How does HyperLogLog estimate cardinality?

HyperLogLog hashes each element and uses the position of the leading zero bits as a measure of rarity. It maintains M registers (M = 2^b), assigning each element to a register using the first b bits of its hash, then storing the maximum number of leading zeros seen in that register. The cardinality estimate is derived from the harmonic mean of 2 raised to each register's value, multiplied by a bias correction constant. With 2048 registers (12KB), error is approximately 1.6%.

What is the error rate and memory usage of HyperLogLog?

HyperLogLog's standard error is 1.04/sqrt(M), where M is the number of registers.
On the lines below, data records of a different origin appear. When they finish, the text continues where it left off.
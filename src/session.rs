//! Turns an [`FtpConfig`] into one connect call and defines the seam between
//! the dispatcher and the FTP session it drives.

use std::io::Read;
use std::time::Duration;

use serde::Serialize;

use crate::bridge::ChunkSink;
use crate::config::FtpConfig;
use crate::ftp::FtpStream;
use crate::listing::DirectoryEntry;
use crate::pem;
use crate::types::{Reply, Result};

pub const DEFAULT_PORT: u16 = 21;
pub const DEFAULT_IMPLICIT_PORT: u16 = 990;

/// How TLS is applied to the control channel.
#[derive(Debug, Clone, Copy, PartialEq, Eq, Serialize)]
#[serde(rename_all = "camelCase")]
pub enum TlsMode {
    Plain,
    /// Plain connect, then `AUTH TLS`.
    Explicit,
    /// TLS from the first byte.
    Implicit,
}

/// TLS parameters. Absent material means "use the defaults".
#[derive(Debug, Clone, PartialEq, Eq, Serialize)]
#[serde(rename_all = "camelCase")]
pub struct TlsOptions {
    #[serde(skip_serializing_if = "Option::is_none")]
    pub cert: Option<String>,
    #[serde(skip_serializing_if = "Option::is_none")]
    pub key: Option<String>,
    pub reject_unauthorized: bool,
}

/// Parameters of the single connect call made per batch.
#[derive(Debug, Clone, Serialize)]
#[serde(rename_all = "camelCase")]
pub struct ConnectOptions {
    pub host: String,
    #[serde(skip_serializing_if = "Option::is_none")]
    pub port: Option<u16>,
    pub user: String,
    #[serde(skip_serializing)]
    pub password: String,
    pub secure: TlsMode,
    pub secure_options: TlsOptions,
    pub verbose: bool,
    #[serde(skip)]
    pub timeout: Duration,
}

impl ConnectOptions {
    pub fn from_config(config: &FtpConfig) -> Result<ConnectOptions> {
        config.validate()?;

        let secure = match (config.secure, config.implicit_tls) {
            (false, _) => TlsMode::Plain,
            (true, false) => TlsMode::Explicit,
            (true, true) => TlsMode::Implicit,
        };

        Ok(ConnectOptions {
            host: config.host.trim().to_owned(),
            port: config.port.filter(|&p| p != 0),
            user: config.user.clone(),
            password: config.password.clone().unwrap_or_default(),
            secure,
            secure_options: TlsOptions {
                cert: non_empty_pem(config.certificate.as_deref()),
                key: non_empty_pem(config.private_key.as_deref()),
                reject_unauthorized: !config.ignore_tls_issues,
            },
            verbose: config.verbose,
            timeout: Duration::from_secs(config.timeout_secs.max(1)),
        })
    }

    /// The port actually dialled.
    pub fn effective_port(&self) -> u16 {
        self.port.unwrap_or(match self.secure {
            TlsMode::Implicit => DEFAULT_IMPLICIT_PORT,
            _ => DEFAULT_PORT,
        })
    }
}

fn non_empty_pem(text: Option<&str>) -> Option<String> {
    pem::normalize_opt(text).filter(|t| !t.trim().is_empty())
}

/// An authenticated session able to run the remote operations of a batch.
///
/// Calls are strictly sequential: the control channel is stateful.
pub trait Connection {
    /// Entries of `path`, in the order the server reported them.
    fn list(&mut self, path: &str) -> Result<Vec<DirectoryEntry>>;
    fn remove(&mut self, path: &str) -> Result<Reply>;
    /// Remove a directory and everything below it.
    fn remove_dir(&mut self, path: &str) -> Result<()>;
    /// Make sure every directory of `path` exists and enter it.
    fn ensure_dir(&mut self, path: &str) -> Result<()>;
    fn download_to(&mut self, sink: &mut dyn ChunkSink, path: &str) -> Result<Reply>;
    fn upload_from(&mut self, source: &mut dyn Read, path: &str) -> Result<Reply>;
    /// Release the session. Never fails; calling it twice is harmless.
    fn close(&mut self);
}

/// Opens sessions.
pub trait Connector {
    type Connection: Connection;

    /// Connect and authenticate.
    fn access(&self, options: &ConnectOptions) -> Result<Self::Connection>;
}

/// Connector for real FTP/FTPS servers.
#[derive(Debug, Clone, Copy, Default)]
pub struct FtpConnector;

impl Connector for FtpConnector {
    type Connection = FtpStream;

    fn access(&self, options: &ConnectOptions) -> Result<FtpStream> {
        FtpStream::access(options)
    }
}
//! Batch job files: credentials, parameters and the input records in one JSON document.

use std::fs;
use std::path::Path;

use serde::Deserialize;

use crate::config::FtpConfig;
use crate::item::Item;
use crate::params::NodeParameters;
use crate::types::{FtpError, Result};

#[derive(Debug, Clone, Deserialize)]
#[serde(rename_all = "camelCase")]
pub struct Job {
    pub credentials: FtpConfig,
    #[serde(flatten)]
    pub parameters: NodeParameters,
    /// Record failures as error items instead of aborting the batch.
    #[serde(default)]
    pub continue_on_fail: bool,
    #[serde(default)]
    pub items: Vec<Item>,
}

impl Job {
    pub fn load<P: AsRef<Path>>(path: P) -> Result<Job> {
        let path = path.as_ref();
        let content = fs::read_to_string(path).map_err(|e| {
            FtpError::InvalidConfig(format!("cannot read job file {}: {}", path.display(), e))
        })?;
        Job::from_json(&content)
    }

    /// A job without items runs once, on an empty record.
    pub fn from_json(content: &str) -> Result<Job> {
        let mut job: Job = serde_json::from_str(content)
            .map_err(|e| FtpError::InvalidConfig(format!("invalid job: {}", e)))?;
        if job.items.is_empty() {
            job.items.push(Item::default());
        }
        Ok(job)
    }
}

#[cfg(test)]
mod tests {
    use super::*;
    use std::io::Write;

    const JOB: &str = r#"{
        "credentials": { "host": "ftp.example.com", "user": "u", "password": "p" },
        "operation": "list",
        "folderPath": "/{{ dir }}",
        "continueOnFail": true,
        "items": [ { "json": { "dir": "a" } }, { "json": { "dir": "b" } } ]
    }"#;

    #[test]
    fn loads_from_file() {
        let mut file = tempfile::NamedTempFile::new().unwrap();
        file.write_all(JOB.as_bytes()).unwrap();

        let job = Job::load(file.path()).unwrap();
        assert_eq!(job.credentials.host, "ftp.example.com");
        assert_eq!(job.parameters.operation, "list");
        assert_eq!(job.parameters.folder_path.as_deref(), Some("/{{ dir }}"));
        assert_eq!(job.parameters.binary_property_name, "data");
        assert!(job.continue_on_fail);
        assert_eq!(job.items.len(), 2);
    }

    #[test]
    fn no_items_means_one_empty_record() {
        let job = Job::from_json(
            r#"{ "credentials": { "host": "h", "password": "p" }, "operation": "mkdir", "folderPath": "/x" }"#,
        )
        .unwrap();
        assert_eq!(job.items, vec![Item::default()]);
        assert!(!job.continue_on_fail);
    }

    #[test]
    fn missing_file_is_reported() {
        match Job::load("/nonexistent/job.json") {
            Err(FtpError::InvalidConfig(msg)) => assert!(msg.contains("/nonexistent/job.json")),
            other => panic!("unexpected: {:?}", other),
        }
    }
}
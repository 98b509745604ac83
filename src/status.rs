//! Reply codes the session relies on (RFC 959, RFC 2228, RFC 2428).

// 1xx: Positive Preliminary Reply
pub const ALREADY_OPEN: u32 = 125;
pub const ABOUT_TO_SEND: u32 = 150;

// 2xx: Positive Completion Reply
pub const COMMAND_OK: u32 = 200;
pub const READY: u32 = 220;
pub const CLOSING: u32 = 221;
pub const CLOSING_DATA_CONNECTION: u32 = 226;
pub const PASSIVE_MODE: u32 = 227;
pub const EXTENDED_PASSIVE_MODE: u32 = 229;
pub const LOGGED_IN: u32 = 230;
pub const AUTH_OK: u32 = 234;
pub const REQUESTED_FILE_ACTION_OK: u32 = 250;
pub const PATH_CREATED: u32 = 257;

// 3xx: Positive intermediate Reply
pub const NEED_PASSWORD: u32 = 331;

/// Replies that open a data transfer.
pub const TRANSFER_STARTING: &[u32] = &[ALREADY_OPEN, ABOUT_TO_SEND];

/// Replies that close a data transfer successfully.
pub const TRANSFER_COMPLETE: &[u32] = &[CLOSING_DATA_CONNECTION, REQUESTED_FILE_ACTION_OK];

/// `4xx` and `5xx` replies.
pub fn is_negative(code: u32) -> bool {
    code >= 400
}

#[cfg(test)]
mod tests {
    use super::*;

    #[test]
    fn negative_classes() {
        assert!(!is_negative(CLOSING_DATA_CONNECTION));
        assert!(!is_negative(NEED_PASSWORD));
        assert!(is_negative(421));
        assert!(is_negative(550));
    }
}
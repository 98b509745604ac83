#![crate_name = "ftp_batch"]
#![crate_type = "lib"]

//! ftp_batch runs one FTP/FTPS operation per input record over a single
//! authenticated session.
//!
//! ### Usage
//!
//! ```rust,no_run
//! use ftp_batch::{dispatcher, FailurePolicy, FtpConfig, FtpConnector, Item, NodeParameters, OperationKind};
//!
//! let mut config = FtpConfig::new("127.0.0.1");
//! config.user = "Doe".to_owned();
//! config.password = Some("mumble".to_owned());
//!
//! let params = NodeParameters::new(OperationKind::List).folder_path("/{{ dir }}");
//! let items: Vec<Item> = serde_json::from_str(r#"[{ "json": { "dir": "pub" } }]"#).unwrap();
//!
//! let output = dispatcher::execute(&FtpConnector, &config, &params, items, FailurePolicy::Isolate)
//!     .unwrap_or_else(|err| panic!("{}", err));
//! println!("{}", serde_json::to_string_pretty(&output).unwrap());
//! ```
//!

#[macro_use]
extern crate lazy_static;

mod data_stream;
mod ftp;
pub mod bridge;
pub mod config;
pub mod dispatcher;
pub mod item;
pub mod job;
pub mod listing;
pub mod params;
pub mod pem;
pub mod probe;
pub mod session;
pub mod status;
pub mod types;

pub use self::config::FtpConfig;
pub use self::dispatcher::{execute, execute_into, FailurePolicy};
pub use self::ftp::FtpStream;
pub use self::item::{BinaryData, Item};
pub use self::job::Job;
pub use self::listing::{DirectoryEntry, EntryKind};
pub use self::params::{NodeParameters, OperationKind, OperationRequest, ParameterSource};
pub use self::probe::{test_credentials, CheckStatus, CredentialCheck};
pub use self::session::{ConnectOptions, Connection, Connector, FtpConnector, TlsMode, TlsOptions};
pub use self::types::{FtpError, Reply, Result};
With M=16 (64 bytes), error is 26%. With M=1024 (4KB), error is 3.25%. With M=4096 (16KB), error is 1.6%. This is dramatically more memory-efficient than exact counting, which requires O(N) memory proportional to cardinality. Redis PFADD uses 12KB per HyperLogLog (2^14 = 16384 registers with 6-bit registers) for ~0.81% error.

How does the Count-Min Sketch differ from HyperLogLog?

HyperLogLog estimates the count of distinct elements (cardinality) across a stream. Count-Min Sketch estimates the frequency of individual elements. Count-Min Sketch uses a 2D array of counters (d rows × w columns) and d independent hash functions. On insert, it increments all d buckets. On query, it returns the minimum across all d corresponding buckets. The frequency estimate is guaranteed to overcount (never undercount) by at most epsilon * total_elements, with probability 1 - delta, configurable via d and w.

How can you merge HyperLogLog structures?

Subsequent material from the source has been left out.